(Beginning of DATA TO EXAMINE)

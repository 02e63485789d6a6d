// Copyright 2023-Present Datadog, Inc. https://www.datadoghq.com/
// SPDX-License-Identifier: Apache-2.0

//! Identity of one append-only log target.

use std::fmt;
use std::sync::OnceLock;

use regex::Regex;

use crate::constants::MAX_NAME_LENGTH;
use crate::errors::CloudWatchError;

#[allow(clippy::expect_used)]
fn group_name_pattern() -> &'static Regex {
    static PATTERN: OnceLock<Regex> = OnceLock::new();
    PATTERN.get_or_init(|| Regex::new(r"^[.\-_/#A-Za-z0-9]+$").expect("valid group name regex"))
}

/// A (log group, log stream) pair.
#[derive(Debug, Clone, PartialEq, Eq, Hash)]
pub struct Destination {
    group: String,
    stream: String,
}

impl Destination {
    pub fn new(group: impl Into<String>, stream: impl Into<String>) -> Self {
        Self {
            group: group.into(),
            stream: stream.into(),
        }
    }

    #[must_use]
    pub fn group(&self) -> &str {
        &self.group
    }

    #[must_use]
    pub fn stream(&self) -> &str {
        &self.stream
    }

    /// Checks the names against the service's naming rules.
    ///
    /// Lengths are counted in characters, not bytes.
    pub fn validate(&self) -> Result<(), CloudWatchError> {
        check_length("log group", &self.group)?;
        check_length("log stream", &self.stream)?;
        if !group_name_pattern().is_match(&self.group) {
            return Err(CloudWatchError::InvalidDestination(format!(
                "log group name '{}' may only contain letters, digits and . - _ / #",
                self.group
            )));
        }
        if self.stream.contains([':', '*']) {
            return Err(CloudWatchError::InvalidDestination(format!(
                "log stream name '{}' may not contain ':' or '*'",
                self.stream
            )));
        }
        Ok(())
    }
}

fn check_length(kind: &str, name: &str) -> Result<(), CloudWatchError> {
    if name.is_empty() {
        return Err(CloudWatchError::InvalidDestination(format!(
            "{kind} name must not be empty"
        )));
    }
    let chars = name.chars().count();
    if chars > MAX_NAME_LENGTH {
        return Err(CloudWatchError::InvalidDestination(format!(
            "{kind} name is {chars} characters long, the limit is {MAX_NAME_LENGTH}"
        )));
    }
    Ok(())
}

impl fmt::Display for Destination {
    fn fmt(&self, f: &mut fmt::Formatter<'_>) -> fmt::Result {
        write!(f, "{}:{}", self.group, self.stream)
    }
}
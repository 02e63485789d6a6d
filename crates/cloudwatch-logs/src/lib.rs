// Copyright 2023-Present Datadog, Inc. https://www.datadoghq.com/
// SPDX-License-Identifier: Apache-2.0

//! Reliable log shipping to CloudWatch Logs streams.
//!
//! Messages handed to a [`delivery::DeliveryEngine`] are packed into batches
//! that respect the service's event, byte and count limits
//! ([`batcher`]), then delivered oldest first under a per-destination lock.
//! Known transient service errors (stale sequence token, missing stream or
//! group, duplicate submission) are repaired in place ([`classifier`]);
//! anything else is retried a bounded number of times and then returned to
//! the caller with the batch kept at the head of the queue.
//!
//! ```rust,no_run
//! use std::sync::Arc;
//! use cloudwatch_logs::{config::Config, registry::Registry};
//!
//! # async fn run() -> Result<(), Box<dyn std::error::Error>> {
//! let config = Arc::new(Config::from_env()?);
//! let registry = Registry::from_config(config)?;
//! registry
//!     .engine("my-app", "web-1")
//!     .log_many(["started", "listening on :8080"])
//!     .await?;
//! # Ok(())
//! # }
//! ```

#![cfg_attr(not(test), deny(clippy::panic))]
#![cfg_attr(not(test), deny(clippy::unwrap_used))]
#![cfg_attr(not(test), deny(clippy::expect_used))]
#![cfg_attr(not(test), deny(clippy::todo))]
#![cfg_attr(not(test), deny(clippy::unimplemented))]

pub mod batcher;
pub mod classifier;
pub mod config;
pub mod constants;
pub mod credentials;
pub mod delivery;
pub mod destination;
pub mod errors;
pub mod http;
pub mod registry;
pub mod sigv4;
pub mod transport;
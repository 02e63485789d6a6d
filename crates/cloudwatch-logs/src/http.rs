// Copyright 2023-Present Datadog, Inc. https://www.datadoghq.com/
// SPDX-License-Identifier: Apache-2.0

//! HTTP transport speaking the CloudWatch Logs JSON 1.1 protocol.
//!
//! Every request is a signed `POST /` whose `X-Amz-Target` header names the
//! operation. The response status and raw body are handed back untouched;
//! interpreting them is the classifier's job.

use std::time::{Duration, Instant};

use async_trait::async_trait;
use reqwest::header::AUTHORIZATION;
use reqwest::Url;
use time::OffsetDateTime;
use tracing::debug;

use crate::config::Config;
use crate::constants::SERVICE_NAME;
use crate::credentials::CredentialsFactory;
use crate::sigv4::{self, SigningRequest};
use crate::transport::{Operation, Transport, TransportError, TransportResponse};

const CONTENT_TYPE: &str = "application/x-amz-json-1.1";

/// Builds a reqwest client with optional proxy configuration and timeout.
pub fn build_client(
    proxy_url: Option<&str>,
    timeout: Duration,
) -> Result<reqwest::Client, reqwest::Error> {
    let mut builder = reqwest::Client::builder().use_rustls_tls().timeout(timeout);
    if let Some(proxy) = proxy_url {
        builder = builder.proxy(reqwest::Proxy::https(proxy)?);
    }
    builder.build()
}

#[derive(Debug, Clone)]
pub struct HttpTransport {
    client: reqwest::Client,
    url: Url,
    /// `host[:port]` exactly as reqwest will send it
    host: String,
    region: String,
    credentials: CredentialsFactory,
}

impl HttpTransport {
    pub fn new(config: &Config) -> Result<Self, TransportError> {
        let endpoint = config.endpoint_url();
        let url = Url::parse(&endpoint)
            .map_err(|e| TransportError::InvalidEndpoint(format!("'{endpoint}': {e}")))?;
        let host = match (url.host_str(), url.port()) {
            (Some(host), Some(port)) => format!("{host}:{port}"),
            (Some(host), None) => host.to_string(),
            (None, _) => {
                return Err(TransportError::InvalidEndpoint(format!(
                    "'{endpoint}' has no host"
                )))
            }
        };
        let client = build_client(config.proxy_url.as_deref(), config.request_timeout)?;

        Ok(Self {
            client,
            url,
            host,
            region: config.region.clone(),
            credentials: config.credentials.clone(),
        })
    }
}

#[async_trait]
impl Transport for HttpTransport {
    async fn send(
        &self,
        operation: Operation,
        body: serde_json::Value,
    ) -> Result<Option<TransportResponse>, TransportError> {
        let payload =
            serde_json::to_vec(&body).map_err(|e| TransportError::Signing(e.to_string()))?;
        let now = OffsetDateTime::now_utc();
        let credentials = self.credentials.get_credentials().await;

        let mut headers = vec![
            ("content-type".to_string(), CONTENT_TYPE.to_string()),
            ("host".to_string(), self.host.clone()),
            ("x-amz-date".to_string(), sigv4::amz_date(now)?),
            ("x-amz-target".to_string(), operation.target()),
        ];
        if let Some(token) = &credentials.session_token {
            headers.push(("x-amz-security-token".to_string(), token.clone()));
        }

        let signing_request = SigningRequest {
            method: "POST",
            path: self.url.path(),
            headers,
            payload: &payload,
        };
        let authorization = sigv4::authorization(
            &signing_request,
            credentials,
            &self.region,
            SERVICE_NAME,
            now,
        )?;

        let mut request = self
            .client
            .post(self.url.clone())
            .header(AUTHORIZATION, authorization);
        // reqwest derives Host from the URL
        for (name, value) in signing_request.headers {
            if name != "host" {
                request = request.header(name, value);
            }
        }

        let time = Instant::now();
        let response = request.body(payload).send().await?;
        let status = response.status().as_u16();
        let body = response.bytes().await?;
        debug!(
            "CLOUDWATCH | {operation} answered {status} in {} ms",
            time.elapsed().as_millis()
        );

        Ok(Some(TransportResponse { status, body }))
    }
}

(End of DATA TO EXAMINE)

=== PROBLEM STATEMENT ===
Everything in the records is to be copied exactly.

=== FINISHED TASK ===
repository 02e63485789d6a6d
// Copyright 2023-Present Datadog, Inc. https://www.datadoghq.com/
// SPDX-License-Identifier: Apache-2.0

//! Identity of one append-only log target.

use std::fmt;
use std::sync::OnceLock;

use regex::Regex;

use crate::constants::MAX_NAME_LENGTH;
use crate::errors::CloudWatchError;

#[allow(clippy::expect_used)]
fn group_name_pattern() -> &'static Regex {
    static PATTERN: OnceLock<Regex> = OnceLock::new();
    PATTERN.get_or_init(|| Regex::new(r"^[.\-_/#A-Za-z0-9]+$").expect("valid group name regex"))
}

/// A (log group, log stream) pair.
#[derive(Debug, Clone, PartialEq, Eq, Hash)]
pub struct Destination {
    group: String,
    stream: String,
}

impl Destination {
    pub fn new(group: impl Into<String>, stream: impl Into<String>) -> Self {
        Self {
            group: group.into(),
            stream: stream.into(),
        }
    }

    #[must_use]
    pub fn group(&self) -> &str {
        &self.group
    }

    #[must_use]
    pub fn stream(&self) -> &str {
        &self.stream
    }

    /// Checks the names against the service's naming rules.
    ///
    /// Lengths are counted in characters, not bytes.
    pub fn validate(&self) -> Result<(), CloudWatchError> {
        check_length("log group", &self.group)?;
        check_length("log stream", &self.stream)?;
        if !group_name_pattern().is_match(&self.group) {
            return Err(CloudWatchError::InvalidDestination(format!(
                "log group name '{}' may only contain letters, digits and . - _ / #",
                self.group
            )));
        }
        if self.stream.contains([':', '*']) {
            return Err(CloudWatchError::InvalidDestination(format!(
                "log stream name '{}' may not contain ':' or '*'",
                self.stream
            )));
        }
        Ok(())
    }
}

fn check_length(kind: &str, name: &str) -> Result<(), CloudWatchError> {
    if name.is_empty() {
        return Err(CloudWatchError::InvalidDestination(format!(
            "{kind} name must not be empty"
        )));
    }
    let chars = name.chars().count();
    if chars > MAX_NAME_LENGTH {
        return Err(CloudWatchError::InvalidDestination(format!(
            "{kind} name is {chars} characters long, the limit is {MAX_NAME_LENGTH}"
        )));
    }
    Ok(())
}

impl fmt::Display for Destination {
    fn fmt(&self, f: &mut fmt::Formatter<'_>) -> fmt::Result {
        write!(f, "{}:{}", self.group, self.stream)
    }
}
repository 02e63485789d6a6d
filename crates/cloudwatch-logs/src/lib.rs
// Copyright 2023-Present Datadog, Inc. https://www.datadoghq.com/
// SPDX-License-Identifier: Apache-2.0

//! Reliable log shipping to CloudWatch Logs streams.
//!
//! Messages handed to a [`delivery::DeliveryEngine`] are packed into batches
//! that respect the service's event, byte and count limits
//! ([`batcher`]), then delivered oldest first under a per-destination lock.
//! Known transient service errors (stale sequence token, missing stream or
//! group, duplicate submission) are repaired in place ([`classifier`]);
//! anything else is retried a bounded number of times and then returned to
//! the caller with the batch kept at the head of the queue.
//!
//! ```rust,no_run
//! use std::sync::Arc;
//! use cloudwatch_logs::{config::Config, registry::Registry};
//!
//! # async fn run() -> Result<(), Box<dyn std::error::Error>> {
//! let config = Arc::new(Config::from_env()?);
//! let registry = Registry::from_config(config)?;
//! registry
//!     .engine("my-app", "web-1")
//!     .log_many(["started", "listening on :8080"])
//!     .await?;
//! # Ok(())
//! # }
//! ```

#![cfg_attr(not(test), deny(clippy::panic))]
#![cfg_attr(not(test), deny(clippy::unwrap_used))]
#![cfg_attr(not(test), deny(clippy::expect_used))]
#![cfg_attr(not(test), deny(clippy::todo))]
#![cfg_attr(not(test), deny(clippy::unimplemented))]

pub mod batcher;
pub mod classifier;
pub mod config;
pub mod constants;
pub mod credentials;
pub mod delivery;
pub mod destination;
pub mod errors;
pub mod http;
pub mod registry;
pub mod sigv4;
pub mod transport;
repository 02e63485789d6a6d
filename crates/cloudwatch-logs/src/http.rs
// Copyright 2023-Present Datadog, Inc. https://www.datadoghq.com/
// SPDX-License-Identifier: Apache-2.0

//! HTTP transport speaking the CloudWatch Logs JSON 1.1 protocol.
//!
//! Every request is a signed `POST /` whose `X-Amz-Target` header names the
//! operation. The response status and raw body are handed back untouched;
//! interpreting them is the classifier's job.

use std::time::{Duration, Instant};

use async_trait::async_trait;
use reqwest::header::AUTHORIZATION;
use reqwest::Url;
use time::OffsetDateTime;
use tracing::debug;

use crate::config::Config;
use crate::constants::SERVICE_NAME;
use crate::credentials::CredentialsFactory;
use crate::sigv4::{self, SigningRequest};
use crate::transport::{Operation, Transport, TransportError, TransportResponse};

const CONTENT_TYPE: &str = "application/x-amz-json-1.1";

/// Builds a reqwest client with optional proxy configuration and timeout.
pub fn build_client(
    proxy_url: Option<&str>,
    timeout: Duration,
) -> Result<reqwest::Client, reqwest::Error> {
    let mut builder = reqwest::Client::builder().use_rustls_tls().timeout(timeout);
    if let Some(proxy) = proxy_url {
        builder = builder.proxy(reqwest::Proxy::https(proxy)?);
    }
    builder.build()
}

#[derive(Debug, Clone)]
pub struct HttpTransport {
    client: reqwest::Client,
    url: Url,
    /// `host[:port]` exactly as reqwest will send it
    host: String,
    region: String,
    credentials: CredentialsFactory,
}

impl HttpTransport {
    pub fn new(config: &Config) -> Result<Self, TransportError> {
        let endpoint = config.endpoint_url();
        let url = Url::parse(&endpoint)
            .map_err(|e| TransportError::InvalidEndpoint(format!("'{endpoint}': {e}")))?;
        let host = match (url.host_str(), url.port()) {
            (Some(host), Some(port)) => format!("{host}:{port}"),
            (Some(host), None) => host.to_string(),
            (None, _) => {
                return Err(TransportError::InvalidEndpoint(format!(
                    "'{endpoint}' has no host"
                )))
            }
        };
        let client = build_client(config.proxy_url.as_deref(), config.request_timeout)?;

        Ok(Self {
            client,
            url,
            host,
            region: config.region.clone(),
            credentials: config.credentials.clone(),
        })
    }
}

#[async_trait]
impl Transport for HttpTransport {
    async fn send(
        &self,
        operation: Operation,
        body: serde_json::Value,
    ) -> Result<Option<TransportResponse>, TransportError> {
        let payload =
            serde_json::to_vec(&body).map_err(|e| TransportError::Signing(e.to_string()))?;
        let now = OffsetDateTime::now_utc();
        let credentials = self.credentials.get_credentials().await;

        let mut headers = vec![
            ("content-type".to_string(), CONTENT_TYPE.to_string()),
            ("host".to_string(), self.host.clone()),
            ("x-amz-date".to_string(), sigv4::amz_date(now)?),
            ("x-amz-target".to_string(), operation.target()),
        ];
        if let Some(token) = &credentials.session_token {
            headers.push(("x-amz-security-token".to_string(), token.clone()));
        }

        let signing_request = SigningRequest {
            method: "POST",
            path: self.url.path(),
            headers,
            payload: &payload,
        };
        let authorization = sigv4::authorization(
            &signing_request,
            credentials,
            &self.region,
            SERVICE_NAME,
            now,
        )?;

        let mut request = self
            .client
            .post(self.url.clone())
            .header(AUTHORIZATION, authorization);
        // reqwest derives Host from the URL
        for (name, value) in signing_request.headers {
            if name != "host" {
                request = request.header(name, value);
            }
        }

        let time = Instant::now();
        let response = request.body(payload).send().await?;
        let status = response.status().as_u16();
        let body = response.bytes().await?;
        debug!(
            "CLOUDWATCH | {operation} answered {status} in {} ms",
            time.elapsed().as_millis()
        );

        Ok(Some(TransportResponse { status, body }))
    }
}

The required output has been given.